You should specify where.

For example in Germany you can get a colonoscopy paid by the health insurance without any specific reason every 5 years from the age of 50. You can always get one at any age for no reason if you simply pay yourself.


Most insurance policies won't cover a colonoscopy without symptoms or family history, and most gastroenterologists won't recommend one in that situation anyways.


Biggest thing for me was the IV needle. Little versed cleared that all up.


> Also, the prep of clearing your system will reset your digestive system

[citation needed], especially because gut flora isn't something you necessarily want to reset.
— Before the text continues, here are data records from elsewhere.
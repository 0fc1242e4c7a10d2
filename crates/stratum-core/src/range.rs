#![forbid(unsafe_code)]

//! Half-open integer intervals.
//!
//! [`Range`] is the compact representation for a contiguous block of
//! positions: selection spans, changed-region payloads in layer events,
//! hidden-position tracking. It is a plain value type; a `Range` with
//! `start >= end` is empty and contains nothing.
//!
//! # Invariants
//!
//! 1. `contains(i)` ⇔ `start <= i < end`.
//! 2. Equality is structural.
//! 3. [`sort_by_start`](Range::sort_by_start) is stable: ranges with equal
//!    `start` keep their original relative order.

/// A half-open interval `[start, end)` over positions.
#[derive(Debug, Clone, Copy, PartialEq, Eq, Hash, Default)]
#[cfg_attr(feature = "serde", derive(serde::Serialize, serde::Deserialize))]
pub struct Range {
    /// First contained position (inclusive).
    pub start: usize,
    /// First position past the interval (exclusive).
    pub end: usize,
}

impl Range {
    /// Create a new range.
    #[inline]
    pub const fn new(start: usize, end: usize) -> Self {
        Self { start, end }
    }

    /// Check if a position lies inside the range.
    #[inline]
    pub const fn contains(&self, position: usize) -> bool {
        position >= self.start && position < self.end
    }

    /// Check if the range contains no positions.
    #[inline]
    pub const fn is_empty(&self) -> bool {
        self.start >= self.end
    }

    /// Number of contained positions.
    #[inline]
    pub const fn len(&self) -> usize {
        if self.is_empty() { 0 } else { self.end - self.start }
    }

    /// Iterate over every contained position.
    ///
    /// Intended for small ranges (selection enumeration, event payloads);
    /// layer-wide operations work on the interval bounds instead.
    pub fn iter(&self) -> impl Iterator<Item = usize> + use<> {
        let (start, end) = (self.start, self.end.max(self.start));
        start..end
    }

    /// Sort a slice of ranges by `start`, ascending.
    ///
    /// Stable: ranges sharing a `start` keep their insertion order.
    pub fn sort_by_start(ranges: &mut [Range]) {
        ranges.sort_by_key(|r| r.start);
    }
}

impl From<std::ops::Range<usize>> for Range {
    fn from(r: std::ops::Range<usize>) -> Self {
        Self::new(r.start, r.end)
    }
}

#[cfg(test)]
mod tests {
    use super::Range;

    #[test]
    fn contains_matches_half_open_bounds() {
        let r = Range::new(3, 7);
        assert!(!r.contains(2));
        assert!(r.contains(3));
        assert!(r.contains(6));
        assert!(!r.contains(7));
    }

    #[test]
    fn structural_equality() {
        assert_eq!(Range::new(3, 5), Range::new(3, 5));
        assert_ne!(Range::new(3, 5), Range::new(3, 6));
    }

    #[test]
    fn empty_range_contains_nothing() {
        let r = Range::new(5, 5);
        assert!(r.is_empty());
        assert_eq!(r.len(), 0);
        assert!(!r.contains(5));
        assert_eq!(r.iter().count(), 0);

        let inverted = Range::new(7, 3);
        assert!(inverted.is_empty());
        assert!(!inverted.contains(5));
        assert_eq!(inverted.iter().count(), 0);
    }

    #[test]
    fn sort_by_start_is_stable() {
        let mut ranges = vec![
            Range::new(3, 5),
            Range::new(3, 7),
            Range::new(20, 25),
            Range::new(2, 16),
        ];
        Range::sort_by_start(&mut ranges);
        let starts: Vec<usize> = ranges.iter().map(|r| r.start).collect();
        assert_eq!(starts, [2, 3, 3, 20]);
        // The two start=3 ranges keep their insertion order.
        assert_eq!(ranges[1], Range::new(3, 5));
        assert_eq!(ranges[2], Range::new(3, 7));
    }

    #[test]
    fn iter_enumerates_members() {
        let members: Vec<usize> = Range::new(4, 8).iter().collect();
        assert_eq!(members, [4, 5, 6, 7]);
    }
}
The night before is really not great. The first time I went through that I described to my wife what my body was doing in response as “evil ass piss”


> I think the prep cleared out whatever it was that was causing us to investigate my digestive system in the first place.

I experienced the same.


> They are easy and painless.

That sounds good.

> Waking up from the anesthesia

Hm, that's not something that would happen if they were easy and painless.


That prep is awful! I've had many colonoscopies. The procedure is fine, but oh! That prep tastes horrible!


tastes?!


The day before the colonoscopy, patients are asked to drink a laxative solution that's generally some combination of magnesium citrate or another compound. The taste is generally pretty bad, but you can mix it with some kind of non-colored drink or flavoring powder (or just hold your nose and chug)


Can you please describe in more detail how you did the prep to clear your system before the operation?


That said, you what you should really be afraid is gastroscopy, it feels like dying.


Find an experienced doctor and you won't need any sedative or any anesthesias.


Is it possible to get it without the general anesthetic?

I don't like going under.


Also propofol is fun. :^)


Burned my hand bad when it went in. Felt like someone took a jackhammer to it, repeatedly.


Never had this issue, sure, your hand gets warm and then just dose of. Quite pleasant actually, the rest of the day kind of sucks for me, so. But I do get why people take for non-medical reasons, no idea how you will be able to fall asleep without so, if you use it that way to often.


If you want a laxative, go for it, independent of a colonoscopy.


Bracing for a passel of autointoxication links to bubble to the top of Hackernews, accompanied by anecdata of the form "I started giving myself coffee enemas and my chronic headache/gout/acne simply vanished".